Exercise details =>
Down to the last character, repeat the data that follows.

Input data =>
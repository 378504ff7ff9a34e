use super::{Grow, Packer};
use crate::model::Rect;

/// Handle of a node in the region arena.
#[derive(Debug, Clone, Copy, PartialEq, Eq, Hash)]
pub struct RegionId(usize);

#[derive(Debug, Clone, Copy, PartialEq, Eq)]
pub enum RegionKind {
    Free,
    Occupied,
    /// Guillotine cut: `first` and `second` tile the parent exactly.
    Split { first: RegionId, second: RegionId },
}

#[derive(Debug, Clone, Copy)]
pub struct Region {
    pub rect: Rect,
    pub kind: RegionKind,
}

/// Growing guillotine packer backed by an arena of region nodes.
///
/// The leaves of the tree rooted at `root` always tile the bin exactly. Free leaves are
/// also kept in `free`, in creation order, which is what placement scans.
pub struct GuillotinePacker {
    regions: Vec<Region>,
    root: RegionId,
    free: Vec<RegionId>,
    width: u32,
    height: u32,
}

impl GuillotinePacker {
    pub fn new(width: u32, height: u32) -> Self {
        let mut packer = Self {
            regions: Vec::new(),
            root: RegionId(0),
            free: Vec::new(),
            width,
            height,
        };
        packer.root = packer.push_free(Rect::new(0, 0, width, height));
        packer
    }

    #[cfg(test)]
    fn region(&self, id: RegionId) -> &Region {
        &self.regions[id.0]
    }

    #[cfg(test)]
    fn root(&self) -> RegionId {
        self.root
    }

    /// Leaves of the tree in depth-first order.
    #[cfg(test)]
    fn leaves(&self) -> Vec<Region> {
        let mut out = Vec::new();
        let mut stack = vec![self.root];
        while let Some(id) = stack.pop() {
            let region = self.regions[id.0];
            match region.kind {
                RegionKind::Split { first, second } => {
                    stack.push(second);
                    stack.push(first);
                }
                _ => out.push(region),
            }
        }
        out
    }

    #[cfg(test)]
    fn free_regions(&self) -> impl Iterator<Item = Rect> + '_ {
        self.free.iter().map(|id| self.regions[id.0].rect)
    }

    fn push(&mut self, rect: Rect, kind: RegionKind) -> RegionId {
        let id = RegionId(self.regions.len());
        self.regions.push(Region { rect, kind });
        id
    }

    fn push_free(&mut self, rect: Rect) -> RegionId {
        let id = self.push(rect, RegionKind::Free);
        self.free.push(id);
        id
    }

    /// Free-list position of the leaf with the smallest leftover area that fits `w`x`h`.
    fn choose(&self, w: u32, h: u32) -> Option<usize> {
        let mut best: Option<(usize, u64)> = None;
        for (pos, id) in self.free.iter().enumerate() {
            let fr = self.regions[id.0].rect;
            if fr.w < w || fr.h < h {
                continue;
            }
            let leftover = fr.area() - (w as u64 * h as u64);
            if best.is_none_or(|(_, b)| leftover < b) {
                best = Some((pos, leftover));
            }
        }
        best.map(|(pos, _)| pos)
    }

    /// Places `w`x`h` at the top-left of the free leaf `leaf` and cuts the remainder.
    fn split(&mut self, leaf: RegionId, w: u32, h: u32) -> Rect {
        let fr = self.regions[leaf.0].rect;
        let placed = Rect::new(fr.x, fr.y, w, h);
        let w_right = fr.w - w;
        let h_bottom = fr.h - h;

        // Shorter leftover axis: the smaller leftover keeps the full span.
        let split_horizontal = h_bottom < w_right;
        let (inner_rect, near, far) = if split_horizontal {
            (
                Rect::new(fr.x, fr.y, fr.w, h),
                Rect::new(fr.x + w, fr.y, w_right, h),
                Rect::new(fr.x, fr.y + h, fr.w, h_bottom),
            )
        } else {
            (
                Rect::new(fr.x, fr.y, w, fr.h),
                Rect::new(fr.x, fr.y + h, w, h_bottom),
                Rect::new(fr.x + w, fr.y, w_right, fr.h),
            )
        };

        // `near` shares the cut with the placed rect inside `inner`; `far` is the rest.
        let inner_kind = if near.area() > 0 {
            let occupied = self.push(placed, RegionKind::Occupied);
            let near_id = self.push_free(near);
            RegionKind::Split {
                first: occupied,
                second: near_id,
            }
        } else {
            RegionKind::Occupied
        };

        if far.area() > 0 {
            let inner = if near.area() > 0 {
                self.push(inner_rect, inner_kind)
            } else {
                self.push(placed, RegionKind::Occupied)
            };
            let far_id = self.push_free(far);
            self.regions[leaf.0].kind = RegionKind::Split {
                first: inner,
                second: far_id,
            };
        } else {
            self.regions[leaf.0].kind = inner_kind;
        }
        placed
    }
}

impl Packer for GuillotinePacker {
    fn size(&self) -> (u32, u32) {
        (self.width, self.height)
    }

    fn insert(&mut self, w: u32, h: u32) -> Option<Rect> {
        let pos = self.choose(w, h)?;
        let leaf = self.free.remove(pos);
        Some(self.split(leaf, w, h))
    }

    fn grow(&mut self, direction: Grow, amount: u32) {
        if amount == 0 {
            return;
        }
        let old_root = self.root;
        let strip = match direction {
            Grow::Width => {
                let strip = Rect::new(self.width, 0, amount, self.height);
                self.width += amount;
                strip
            }
            Grow::Height => {
                let strip = Rect::new(0, self.height, self.width, amount);
                self.height += amount;
                strip
            }
        };
        let strip_id = self.push_free(strip);
        self.root = self.push(
            Rect::new(0, 0, self.width, self.height),
            RegionKind::Split {
                first: old_root,
                second: strip_id,
            },
        );
    }
}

Expected output =>
repository 378504ff7ff9a34e
use super::{Grow, Packer};
use crate::model::Rect;

/// Handle of a node in the region arena.
#[derive(Debug, Clone, Copy, PartialEq, Eq, Hash)]
pub struct RegionId(usize);

#[derive(Debug, Clone, Copy, PartialEq, Eq)]
pub enum RegionKind {
    Free,
    Occupied,
    /// Guillotine cut: `first` and `second` tile the parent exactly.
    Split { first: RegionId, second: RegionId },
}

#[derive(Debug, Clone, Copy)]
pub struct Region {
    pub rect: Rect,
    pub kind: RegionKind,
}

/// Growing guillotine packer backed by an arena of region nodes.
///
/// The leaves of the tree rooted at `root` always tile the bin exactly. Free leaves are
/// also kept in `free`, in creation order, which is what placement scans.
pub struct GuillotinePacker {
    regions: Vec<Region>,
    root: RegionId,
    free: Vec<RegionId>,
    width: u32,
    height: u32,
}

impl GuillotinePacker {
    pub fn new(width: u32, height: u32) -> Self {
        let mut packer = Self {
            regions: Vec::new(),
            root: RegionId(0),
            free: Vec::new(),
            width,
            height,
        };
        packer.root = packer.push_free(Rect::new(0, 0, width, height));
        packer
    }

    #[cfg(test)]
    fn region(&self, id: RegionId) -> &Region {
        &self.regions[id.0]
    }

    #[cfg(test)]
    fn root(&self) -> RegionId {
        self.root
    }

    /// Leaves of the tree in depth-first order.
    #[cfg(test)]
    fn leaves(&self) -> Vec<Region> {
        let mut out = Vec::new();
        let mut stack = vec![self.root];
        while let Some(id) = stack.pop() {
            let region = self.regions[id.0];
            match region.kind {
                RegionKind::Split { first, second } => {
                    stack.push(second);
                    stack.push(first);
                }
                _ => out.push(region),
            }
        }
        out
    }

    #[cfg(test)]
    fn free_regions(&self) -> impl Iterator<Item = Rect> + '_ {
        self.free.iter().map(|id| self.regions[id.0].rect)
    }

    fn push(&mut self, rect: Rect, kind: RegionKind) -> RegionId {
        let id = RegionId(self.regions.len());
        self.regions.push(Region { rect, kind });
        id
    }

    fn push_free(&mut self, rect: Rect) -> RegionId {
        let id = self.push(rect, RegionKind::Free);
        self.free.push(id);
        id
    }

    /// Free-list position of the leaf with the smallest leftover area that fits `w`x`h`.
    fn choose(&self, w: u32, h: u32) -> Option<usize> {
        let mut best: Option<(usize, u64)> = None;
        for (pos, id) in self.free.iter().enumerate() {
            let fr = self.regions[id.0].rect;
            if fr.w < w || fr.h < h {
                continue;
            }
            let leftover = fr.area() - (w as u64 * h as u64);
            if best.is_none_or(|(_, b)| leftover < b) {
                best = Some((pos, leftover));
            }
        }
        best.map(|(pos, _)| pos)
    }

    /// Places `w`x`h` at the top-left of the free leaf `leaf` and cuts the remainder.
    fn split(&mut self, leaf: RegionId, w: u32, h: u32) -> Rect {
        let fr = self.regions[leaf.0].rect;
        let placed = Rect::new(fr.x, fr.y, w, h);
        let w_right = fr.w - w;
        let h_bottom = fr.h - h;

        // Shorter leftover axis: the smaller leftover keeps the full span.
        let split_horizontal = h_bottom < w_right;
        let (inner_rect, near, far) = if split_horizontal {
            (
                Rect::new(fr.x, fr.y, fr.w, h),
                Rect::new(fr.x + w, fr.y, w_right, h),
                Rect::new(fr.x, fr.y + h, fr.w, h_bottom),
            )
        } else {
            (
                Rect::new(fr.x, fr.y, w, fr.h),
                Rect::new(fr.x, fr.y + h, w, h_bottom),
                Rect::new(fr.x + w, fr.y, w_right, fr.h),
            )
        };

        // `near` shares the cut with the placed rect inside `inner`; `far` is the rest.
        let inner_kind = if near.area() > 0 {
            let occupied = self.push(placed, RegionKind::Occupied);
            let near_id = self.push_free(near);
            RegionKind::Split {
                first: occupied,
                second: near_id,
            }
        } else {
            RegionKind::Occupied
        };

        if far.area() > 0 {
            let inner = if near.area() > 0 {
                self.push(inner_rect, inner_kind)
            } else {
                self.push(placed, RegionKind::Occupied)
            };
            let far_id = self.push_free(far);
            self.regions[leaf.0].kind = RegionKind::Split {
                first: inner,
                second: far_id,
            };
        } else {
            self.regions[leaf.0].kind = inner_kind;
        }
        placed
    }
}

impl Packer for GuillotinePacker {
    fn size(&self) -> (u32, u32) {
        (self.width, self.height)
    }

    fn insert(&mut self, w: u32, h: u32) -> Option<Rect> {
        let pos = self.choose(w, h)?;
        let leaf = self.free.remove(pos);
        Some(self.split(leaf, w, h))
    }

    fn grow(&mut self, direction: Grow, amount: u32) {
        if amount == 0 {
            return;
        }
        let old_root = self.root;
        let strip = match direction {
            Grow::Width => {
                let strip = Rect::new(self.width, 0, amount, self.height);
                self.width += amount;
                strip
            }
            Grow::Height => {
                let strip = Rect::new(0, self.height, self.width, amount);
                self.height += amount;
                strip
            }
        };
        let strip_id = self.push_free(strip);
        self.root = self.push(
            Rect::new(0, 0, self.width, self.height),
            RegionKind::Split {
                first: old_root,
                second: strip_id,
            },
        );
    }
}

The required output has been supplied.